Perhaps you’ve noticed that my recipes include very little, if any, salt and lactose.
The reasons are personal, so herein I explain.
I am lactose intolerant. Simply put, my body does not produce the lactAse enzyme that digests lactose (milk sugar). Therefore, consuming foods that contain lactose have a systemic effect on my body which include gastrointestinal distress and often overall malaise. And so, I avoid most dairy foods. Some very aged cheeses, such as Parmigiano Reggiano and very aged (more than 2 years) cheddars as well as most cottage cheeses, have very little to no lactose left so I can safely consume those as long as I don’t overdo it.

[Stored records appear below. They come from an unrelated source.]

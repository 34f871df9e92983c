// Copyright 2025 the Parley Authors
// SPDX-License-Identifier: Apache-2.0 OR MIT

/// Trait for types that represent the color of text and text decorations.
///
/// Colors are carried through attributes unchanged, so any platform color type can be used.
pub trait Brush: Clone + PartialEq + Default + core::fmt::Debug {}

impl<T: Clone + PartialEq + Default + core::fmt::Debug> Brush for T {}
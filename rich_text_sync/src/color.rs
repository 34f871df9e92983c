// Copyright 2025 the Parley Authors
// SPDX-License-Identifier: Apache-2.0 OR MIT

use attributed_text::{AttributeKey, Brush};

/// A semantic color slot of rich text.
#[derive(Clone, Copy, Debug, PartialEq, Eq, Hash)]
pub enum RichTextColor {
    /// The color of the glyphs.
    Foreground,
    /// The color behind the glyphs.
    Background,
    /// The color of the strikethrough decoration.
    Strikethrough,
    /// The color of glyph outlines.
    Stroke,
    /// The color of the underline decoration.
    Underline,
    /// A slot with no attribute behind it. Reads are always empty and writes are ignored.
    Undefined,
}

impl RichTextColor {
    /// All colors that have an attribute, in presentation order.
    pub const ALL: [Self; 5] = [
        Self::Foreground,
        Self::Background,
        Self::Strikethrough,
        Self::Stroke,
        Self::Underline,
    ];

    /// The attribute storing this color, if there is one.
    pub fn attribute(self) -> Option<AttributeKey> {
        match self {
            Self::Foreground => Some(AttributeKey::ForegroundColor),
            Self::Background => Some(AttributeKey::BackgroundColor),
            Self::Strikethrough => Some(AttributeKey::StrikethroughColor),
            Self::Stroke => Some(AttributeKey::StrokeColor),
            Self::Underline => Some(AttributeKey::UnderlineColor),
            Self::Undefined => None,
        }
    }
}

/// The current value of every [`RichTextColor`].
#[derive(Clone, Debug, PartialEq)]
pub struct RichTextColors<B: Brush> {
    foreground: Option<B>,
    background: Option<B>,
    strikethrough: Option<B>,
    stroke: Option<B>,
    underline: Option<B>,
}

impl<B: Brush> Default for RichTextColors<B> {
    fn default() -> Self {
        Self {
            foreground: None,
            background: None,
            strikethrough: None,
            stroke: None,
            underline: None,
        }
    }
}

impl<B: Brush> RichTextColors<B> {
    /// The value of `color`, if set.
    pub fn get(&self, color: RichTextColor) -> Option<&B> {
        match color {
            RichTextColor::Foreground => self.foreground.as_ref(),
            RichTextColor::Background => self.background.as_ref(),
            RichTextColor::Strikethrough => self.strikethrough.as_ref(),
            RichTextColor::Stroke => self.stroke.as_ref(),
            RichTextColor::Underline => self.underline.as_ref(),
            RichTextColor::Undefined => None,
        }
    }

    /// Set or clear `color`. Writes to [`RichTextColor::Undefined`] are ignored.
    pub fn set(&mut self, color: RichTextColor, value: Option<B>) {
        let slot = match color {
            RichTextColor::Foreground => &mut self.foreground,
            RichTextColor::Background => &mut self.background,
            RichTextColor::Strikethrough => &mut self.strikethrough,
            RichTextColor::Stroke => &mut self.stroke,
            RichTextColor::Underline => &mut self.underline,
            RichTextColor::Undefined => return,
        };
        *slot = value;
    }
}
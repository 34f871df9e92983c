// Copyright 2025 the Parley Authors
// SPDX-License-Identifier: Apache-2.0 OR MIT

use alloc::string::String;
use alloc::vec::Vec;

use attributed_text::{Alignment, Attachment, AttributedText, Brush, CharacterRange};

use crate::{HighlightingStyle, RichTextColor, RichTextStyle};

/// Content to insert into the text, and where.
#[derive(Clone, Debug, PartialEq)]
pub struct InsertItem<T> {
    /// The content to insert.
    pub content: T,
    /// The UTF-16 index to insert at.
    pub index: usize,
    /// Whether to place the caret after the inserted content.
    pub move_cursor: bool,
}

impl<T> InsertItem<T> {
    /// Insert `content` at `index`.
    pub fn new(content: T, index: usize, move_cursor: bool) -> Self {
        Self {
            content,
            index,
            move_cursor,
        }
    }
}

/// Every edit or formatting intent that can be dispatched to a
/// [`RichTextContext`](crate::RichTextContext).
///
/// Each variant carries exactly the data it needs. Variants without a range apply to the current
/// selection, or to the typing attributes when the selection is a caret; paragraph-level
/// variants apply to the paragraphs the selection touches.
#[derive(Clone, Debug, PartialEq)]
pub enum RichTextAction<B: Brush> {
    /// Copy the selected text.
    Copy,
    /// Stop editing and hide any on-screen keyboard.
    DismissKeyboard,
    /// Insert an image.
    PasteImage(InsertItem<Attachment>),
    /// Insert several images.
    PasteImages(InsertItem<Vec<Attachment>>),
    /// Insert plain text, formatted with the typing attributes.
    PasteText(InsertItem<String>),
    /// Print the text.
    Print,
    /// Redo the last undone change.
    Redo,
    /// Select a range.
    SelectRange(CharacterRange),
    /// Set the alignment of the selected paragraphs.
    SetAlignment(Alignment),
    /// Replace the whole text.
    SetAttributedString(AttributedText<B>),
    /// Set a color.
    SetColor(RichTextColor, B),
    /// Set the font family. An empty name resets to the theme's family.
    SetFontName(String),
    /// Set the font size in points.
    SetFontSize(f32),
    /// Highlight a range, or clear the highlight. The selection is not affected.
    SetHighlightedRange(Option<CharacterRange>),
    /// Set the colors used for highlighting.
    SetHighlightingStyle(HighlightingStyle<B>),
    /// Add or remove a style.
    SetStyle(RichTextStyle, bool),
    /// Change the font size by a number of points.
    StepFontSize(i32),
    /// Change the indentation of the selected paragraphs by a number of points.
    StepIndent(f32),
    /// Change the line spacing of the selected paragraphs by a number of points.
    StepLineSpacing(f32),
    /// Change the superscript level by a number of steps.
    StepSuperscript(i32),
    /// Flip a style.
    ToggleStyle(RichTextStyle),
    /// Undo the last change.
    Undo,
}
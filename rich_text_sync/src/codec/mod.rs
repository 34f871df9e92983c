// Copyright 2025 the Parley Authors
// SPDX-License-Identifier: Apache-2.0 OR MIT

//! Mapping formatting concepts to and from primitive text attributes.
//!
//! Every function works on a [`RichTextSurface`] and an optional [`CharacterRange`]. Without a
//! range, the surface's selection is used, and when the selection is a caret the surface's
//! typing attributes are read or written instead of the document.
//!
//! Readers return `None` for empty or out-of-range ranges and for attributes the surface does
//! not support. Writers report an [`Outcome`]; none of them fail, and writing a value that is
//! already present changes nothing.

use attributed_text::{AttributeKey, AttributeValue, Attributes, Brush, CharacterRange};

use crate::RichTextSurface;

pub mod colors;
pub mod font;
pub mod highlight;
pub mod paragraph;
pub mod paste;
pub mod styles;
pub mod superscript;

/// The result of a codec write.
#[derive(Clone, Copy, Debug, PartialEq, Eq)]
pub enum Outcome {
    /// The surface changed.
    Applied,
    /// The surface already had the requested state.
    Unchanged,
    /// The surface cannot show the attribute, or has no equivalent for the operation.
    Unsupported,
    /// The range reaches past the document or splits a character.
    OutOfRange,
}

impl Outcome {
    /// Whether the surface changed.
    pub fn is_applied(self) -> bool {
        self == Self::Applied
    }

    /// Combine the outcomes of two writes to the same surface.
    #[must_use]
    pub fn and(self, other: Self) -> Self {
        match (self, other) {
            (Self::Applied, _) | (_, Self::Applied) => Self::Applied,
            (Self::Unchanged, _) | (_, Self::Unchanged) => Self::Unchanged,
            (Self::OutOfRange, _) | (_, Self::OutOfRange) => Self::OutOfRange,
            (Self::Unsupported, Self::Unsupported) => Self::Unsupported,
        }
    }

    pub(crate) fn from_changed(changed: bool) -> Self {
        if changed {
            Self::Applied
        } else {
            Self::Unchanged
        }
    }
}

/// Where a codec operation reads or writes.
#[derive(Clone, Copy, Debug, PartialEq, Eq)]
pub(crate) enum Target {
    /// The typing attributes at the caret.
    Caret(usize),
    /// A non-empty range of the document.
    Range(CharacterRange),
}

/// Resolve `range` (or the selection) against the surface's document.
pub(crate) fn target<B: Brush, S: RichTextSurface<B> + ?Sized>(
    surface: &S,
    range: Option<CharacterRange>,
) -> Result<Target, Outcome> {
    let range = range.unwrap_or_else(|| surface.selected_range());
    if let Err(error) = range.validate(surface.document().text()) {
        tracing::debug!(%error, "skipping attribute access");
        return Err(Outcome::OutOfRange);
    }
    Ok(if range.is_caret() {
        Target::Caret(range.location)
    } else {
        Target::Range(range)
    })
}

/// The attributes at the start of `range`, or the typing attributes at a caret.
pub fn attributes<B: Brush, S: RichTextSurface<B> + ?Sized>(
    surface: &S,
    range: Option<CharacterRange>,
) -> Option<Attributes<B>> {
    match target(surface, range).ok()? {
        Target::Caret(_) => Some(surface.typing_attributes().clone()),
        Target::Range(range) => surface.document().attributes_at(range.location).cloned(),
    }
}

/// The value of `key` at the start of `range`, or in the typing attributes at a caret.
pub fn attribute<B: Brush, S: RichTextSurface<B> + ?Sized>(
    surface: &S,
    key: AttributeKey,
    range: Option<CharacterRange>,
) -> Option<AttributeValue<B>> {
    if !surface.supports_attribute(key) {
        return None;
    }
    match target(surface, range).ok()? {
        Target::Caret(_) => surface.typing_attributes().get(key),
        Target::Range(range) => surface.document().attribute(key, range),
    }
}

/// Store `value` over `range`.
pub fn set_attribute<B: Brush, S: RichTextSurface<B> + ?Sized>(
    surface: &mut S,
    value: AttributeValue<B>,
    range: Option<CharacterRange>,
) -> Outcome {
    if !surface.supports_attribute(value.key()) {
        return Outcome::Unsupported;
    }
    update(surface, range, |attributes| attributes.insert(value.clone()))
}

/// Remove `key` over `range`.
pub fn remove_attribute<B: Brush, S: RichTextSurface<B> + ?Sized>(
    surface: &mut S,
    key: AttributeKey,
    range: Option<CharacterRange>,
) -> Outcome {
    if !surface.supports_attribute(key) {
        return Outcome::Unsupported;
    }
    update(surface, range, |attributes| attributes.remove(key))
}

/// Run `f` on every run of `range`, or on the typing attributes at a caret.
pub fn update<B: Brush, S: RichTextSurface<B> + ?Sized>(
    surface: &mut S,
    range: Option<CharacterRange>,
    mut f: impl FnMut(&mut Attributes<B>),
) -> Outcome {
    match target(surface, range) {
        Err(outcome) => outcome,
        Ok(Target::Caret(_)) => {
            let mut attributes = surface.typing_attributes().clone();
            f(&mut attributes);
            if attributes == *surface.typing_attributes() {
                return Outcome::Unchanged;
            }
            surface.set_typing_attributes(attributes);
            Outcome::Applied
        }
        Ok(Target::Range(range)) => match surface.update_attributes(range, &mut f) {
            Ok(changed) => Outcome::from_changed(changed),
            Err(error) => {
                tracing::debug!(%error, "skipping attribute update");
                Outcome::OutOfRange
            }
        },
    }
}
// Copyright 2025 the Parley Authors
// SPDX-License-Identifier: Apache-2.0 OR MIT

//! Color roles.

use attributed_text::{AttributeValue, Brush, CharacterRange};

use super::{attribute, remove_attribute, set_attribute, Outcome};
use crate::{RichTextColor, RichTextColors, RichTextSurface};

/// The color of `role` at the start of `range`.
///
/// Returns `None` when the color is unset or the role has no attribute.
pub fn color<B: Brush, S: RichTextSurface<B> + ?Sized>(
    surface: &S,
    role: RichTextColor,
    range: Option<CharacterRange>,
) -> Option<B> {
    let key = role.attribute()?;
    attribute(surface, key, range)?.as_color().cloned()
}

/// Every color at the start of `range`.
pub fn colors<B: Brush, S: RichTextSurface<B> + ?Sized>(
    surface: &S,
    range: Option<CharacterRange>,
) -> RichTextColors<B> {
    let mut colors = RichTextColors::default();
    for role in RichTextColor::ALL {
        colors.set(role, color(surface, role, range));
    }
    colors
}

/// Set the color of `role` over `range`.
pub fn set_color<B: Brush, S: RichTextSurface<B> + ?Sized>(
    surface: &mut S,
    role: RichTextColor,
    color: B,
    range: Option<CharacterRange>,
) -> Outcome {
    match role
        .attribute()
        .and_then(|key| AttributeValue::color(key, color))
    {
        Some(value) => set_attribute(surface, value, range),
        None => Outcome::Unsupported,
    }
}

/// Clear the color of `role` over `range`.
pub fn remove_color<B: Brush, S: RichTextSurface<B> + ?Sized>(
    surface: &mut S,
    role: RichTextColor,
    range: Option<CharacterRange>,
) -> Outcome {
    match role.attribute() {
        Some(key) => remove_attribute(surface, key, range),
        None => Outcome::Unsupported,
    }
}
// Copyright 2025 the Parley Authors
// SPDX-License-Identifier: Apache-2.0 OR MIT

use alloc::sync::Arc;

bitflags::bitflags! {
    /// Symbolic traits of a font descriptor.
    ///
    /// Traits compose independently: toggling one never affects another.
    #[derive(Clone, Copy, Debug, Default, PartialEq, Eq, Hash)]
    pub struct FontTraits: u8 {
        /// A bold (heavier weight) face.
        const BOLD = 0b0000_0001;
        /// An italic (or oblique) face.
        const ITALIC = 0b0000_0010;
    }
}

/// A font: a family name, a point size and a set of symbolic traits.
#[derive(Clone, Debug, PartialEq)]
pub struct Font {
    family: Arc<str>,
    size: f32,
    traits: FontTraits,
}

impl Font {
    /// Create a regular font of the given family and point size.
    pub fn new(family: impl Into<Arc<str>>, size: f32) -> Self {
        Self {
            family: family.into(),
            size,
            traits: FontTraits::empty(),
        }
    }

    /// The family name.
    pub fn family(&self) -> &str {
        &self.family
    }

    /// The point size.
    pub fn size(&self) -> f32 {
        self.size
    }

    /// The symbolic traits.
    pub fn traits(&self) -> FontTraits {
        self.traits
    }

    /// The same font in another family, keeping size and traits.
    #[must_use]
    pub fn with_family(&self, family: impl Into<Arc<str>>) -> Self {
        Self {
            family: family.into(),
            ..self.clone()
        }
    }

    /// The same font at another size, keeping family and traits.
    #[must_use]
    pub fn with_size(&self, size: f32) -> Self {
        Self {
            size,
            ..self.clone()
        }
    }

    /// The same font with its traits replaced.
    #[must_use]
    pub fn with_traits(&self, traits: FontTraits) -> Self {
        Self {
            traits,
            ..self.clone()
        }
    }
}
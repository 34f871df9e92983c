// Copyright 2025 the Parley Authors
// SPDX-License-Identifier: Apache-2.0 OR MIT

//! Inserting pasted text and images.
//!
//! Pasted content takes the current typing attributes. Each image becomes one
//! [`OBJECT_REPLACEMENT_CHARACTER`] carrying the image as its [`Attachment`].

use alloc::string::String;
use alloc::vec::Vec;

use attributed_text::{
    Attachment, AttributeKey, AttributeValue, AttributedText, Attributes, Brush, CharacterRange,
};

use super::Outcome;
use crate::{InsertItem, RichTextSurface};

/// The character standing in for an attachment in the text.
pub const OBJECT_REPLACEMENT_CHARACTER: char = '\u{FFFC}';

/// Insert `item`'s text.
pub fn paste_text<B: Brush, S: RichTextSurface<B> + ?Sized>(
    surface: &mut S,
    item: &InsertItem<String>,
) -> Outcome {
    let attributes = typing_attributes(surface);
    let content = AttributedText::with_attributes(item.content.as_str(), attributes);
    insert(surface, &content, item.index, item.move_cursor)
}

/// Insert `item`'s image.
pub fn paste_image<B: Brush, S: RichTextSurface<B> + ?Sized>(
    surface: &mut S,
    item: &InsertItem<Attachment>,
) -> Outcome {
    paste_attachments(
        surface,
        core::slice::from_ref(&item.content),
        item.index,
        item.move_cursor,
    )
}

/// Insert `item`'s images, in order.
pub fn paste_images<B: Brush, S: RichTextSurface<B> + ?Sized>(
    surface: &mut S,
    item: &InsertItem<Vec<Attachment>>,
) -> Outcome {
    paste_attachments(surface, &item.content, item.index, item.move_cursor)
}

fn paste_attachments<B: Brush, S: RichTextSurface<B> + ?Sized>(
    surface: &mut S,
    attachments: &[Attachment],
    index: usize,
    move_cursor: bool,
) -> Outcome {
    if !surface.supports_attribute(AttributeKey::Attachment) {
        return Outcome::Unsupported;
    }
    let attributes = typing_attributes(surface);
    let mut content = AttributedText::new("");
    for attachment in attachments {
        let image = AttributedText::with_attributes(
            String::from(OBJECT_REPLACEMENT_CHARACTER),
            attributes
                .clone()
                .with(AttributeValue::Attachment(attachment.clone())),
        );
        if let Err(error) = content.insert(content.len(), &image) {
            tracing::debug!(%error, "skipping image paste");
            return Outcome::OutOfRange;
        }
    }
    insert(surface, &content, index, move_cursor)
}

fn typing_attributes<B: Brush, S: RichTextSurface<B> + ?Sized>(surface: &S) -> Attributes<B> {
    let mut attributes = surface.typing_attributes().clone();
    attributes.remove(AttributeKey::Attachment);
    attributes
}

fn insert<B: Brush, S: RichTextSurface<B> + ?Sized>(
    surface: &mut S,
    content: &AttributedText<B>,
    index: usize,
    move_cursor: bool,
) -> Outcome {
    if content.is_empty() {
        return Outcome::Unchanged;
    }
    if let Err(error) = surface.replace_range(CharacterRange::caret(index), content) {
        tracing::debug!(%error, "skipping paste");
        return Outcome::OutOfRange;
    }
    if move_cursor {
        surface.set_selected_range(CharacterRange::caret(index + content.len()));
    }
    Outcome::Applied
}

Salt (sodium) consumption for me = elevated blood pressure. For most people a certain amount of salt is okay (AHA recommends under 2300 mg/day for all of us). But for those with HTN (hypertension aka high blood pressure), adding salt to foods, either in recipes or at the table, can raise blood pressure to a higher than normal level which can cause permanent damage over time and lead to heart disease and/or stroke. Certain cases of HTN are caused by obesity, lack of exercise or excessive salt intake. For others the term “essential hypertension” is used, meaning that there is no known cause other than genetics. In either case, decreasing salt intake can have a positive effect. My recipes are created for maximum flavor with minimal sodium content. There are recipes that will contain some salt or soy sauce (very high in sodium) but note that in those cases, the sodium content is as low as possible while still maintaining the desired flavor of the dish.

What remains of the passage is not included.